Dataset content section start
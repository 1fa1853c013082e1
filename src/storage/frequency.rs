//! Windowed frequency store.
//!
//! A capacity-bounded, insertion-ordered buffer of phrase observations.
//! Two independent mechanisms bound it:
//!
//! - **Capacity eviction** on every insert: once the buffer holds more than
//!   `capacity` entries the oldest one is dropped (FIFO).
//! - **Age eviction** on a periodic sweep: every observation older than the
//!   retention horizon is removed.
//!
//! # Lock Poisoning
//!
//! The store never fails. A poisoned mutex is recovered with
//! [`PoisonError::into_inner`]; the buffer holds plain values and cannot be
//! left half-updated by a panicking reader.

use crate::models::Observation;
use chrono::{DateTime, Utc};
use std::collections::VecDeque;
use std::sync::{Mutex, MutexGuard, PoisonError};
use std::time::{Duration, Instant};
use tracing::{debug, instrument};

/// Maximum number of live observations.
pub const DEFAULT_CAPACITY: usize = 1000;

/// Maximum age an observation may reach before a sweep removes it.
pub const DEFAULT_HORIZON: Duration = Duration::from_secs(60 * 60);

/// Interval between age sweeps.
pub const DEFAULT_SWEEP_INTERVAL: Duration = Duration::from_secs(10 * 60);

/// Converts usize to f64 for metrics, capping at `u32::MAX`.
#[inline]
fn usize_to_f64(value: usize) -> f64 {
    let capped = u32::try_from(value).unwrap_or(u32::MAX);
    f64::from(capped)
}

/// Result of an age sweep.
#[derive(Debug, Clone, Copy, Default, PartialEq, Eq)]
pub struct SweepResult {
    /// Observations inspected.
    pub checked: usize,
    /// Observations removed.
    pub removed: usize,
}

/// Mutex-guarded bounded buffer of phrase observations.
///
/// Exactly one task (the collector) writes; readers take a [`snapshot`]
/// and release the lock before sorting or any network call.
///
/// [`snapshot`]: FrequencyStore::snapshot
#[derive(Debug)]
pub struct FrequencyStore {
    entries: Mutex<VecDeque<Observation>>,
    capacity: usize,
}

impl FrequencyStore {
    /// Creates an empty store holding at most `capacity` observations.
    ///
    /// A capacity of zero is raised to one.
    #[must_use]
    pub fn new(capacity: usize) -> Self {
        let capacity = capacity.max(1);
        Self {
            entries: Mutex::new(VecDeque::with_capacity(capacity + 1)),
            capacity,
        }
    }

    /// Returns the configured capacity.
    #[must_use]
    pub const fn capacity(&self) -> usize {
        self.capacity
    }

    fn lock(&self) -> MutexGuard<'_, VecDeque<Observation>> {
        self.entries.lock().unwrap_or_else(PoisonError::into_inner)
    }

    /// Appends an observation, dropping the oldest entry when over capacity.
    pub fn insert(&self, phrase: impl Into<String>, observed_at: DateTime<Utc>) {
        let observation = Observation::new(phrase, observed_at);
        let (len, evicted) = {
            let mut entries = self.lock();
            entries.push_back(observation);
            let evicted = if entries.len() > self.capacity {
                entries.pop_front()
            } else {
                None
            };
            (entries.len(), evicted)
        };

        metrics::counter!("buzzword_observations_inserted_total").increment(1);
        metrics::gauge!("buzzword_store_size").set(usize_to_f64(len));
        if let Some(evicted) = evicted {
            metrics::counter!("buzzword_observations_evicted_total", "reason" => "capacity")
                .increment(1);
            debug!(phrase = %evicted.content, "Capacity eviction");
        }
    }

    /// Removes every observation whose age at `now` exceeds `horizon`.
    ///
    /// An observation exactly `horizon` old survives; one a nanosecond
    /// older is removed. Timestamps in the future of `now` always survive.
    #[instrument(
        name = "buzzword.store.sweep",
        skip(self),
        fields(horizon_secs = horizon.as_secs())
    )]
    pub fn sweep_older_than(&self, now: DateTime<Utc>, horizon: Duration) -> SweepResult {
        let start = Instant::now();
        let (result, len) = {
            let mut entries = self.lock();
            let checked = entries.len();
            entries.retain(|obs| {
                now.signed_duration_since(obs.observed_at)
                    .to_std()
                    .map_or(true, |age| age <= horizon)
            });
            (
                SweepResult {
                    checked,
                    removed: checked - entries.len(),
                },
                entries.len(),
            )
        };

        metrics::counter!("buzzword_observations_evicted_total", "reason" => "age")
            .increment(result.removed as u64);
        metrics::gauge!("buzzword_store_size").set(usize_to_f64(len));
        metrics::histogram!("buzzword_sweep_duration_ms")
            .record(start.elapsed().as_secs_f64() * 1000.0);

        debug!(
            checked = result.checked,
            removed = result.removed,
            remaining = len,
            "Age sweep completed"
        );
        result
    }

    /// Returns a copy of the current observations in insertion order.
    #[must_use]
    pub fn snapshot(&self) -> Vec<Observation> {
        self.lock().iter().cloned().collect()
    }

    /// Returns the number of live observations.
    #[must_use]
    pub fn len(&self) -> usize {
        self.lock().len()
    }

    /// Returns `true` if the store holds no observations.
    #[must_use]
    pub fn is_empty(&self) -> bool {
        self.lock().is_empty()
    }
}

impl Default for FrequencyStore {
    fn default() -> Self {
        Self::new(DEFAULT_CAPACITY)
    }
}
Dataset content section end
Exercise details
Lines from the entries that contain the word "true" are what the answer must hold.

Answer space
                    .map_or(true, |age| age <= horizon)
    /// Returns `true` if the store holds no observations.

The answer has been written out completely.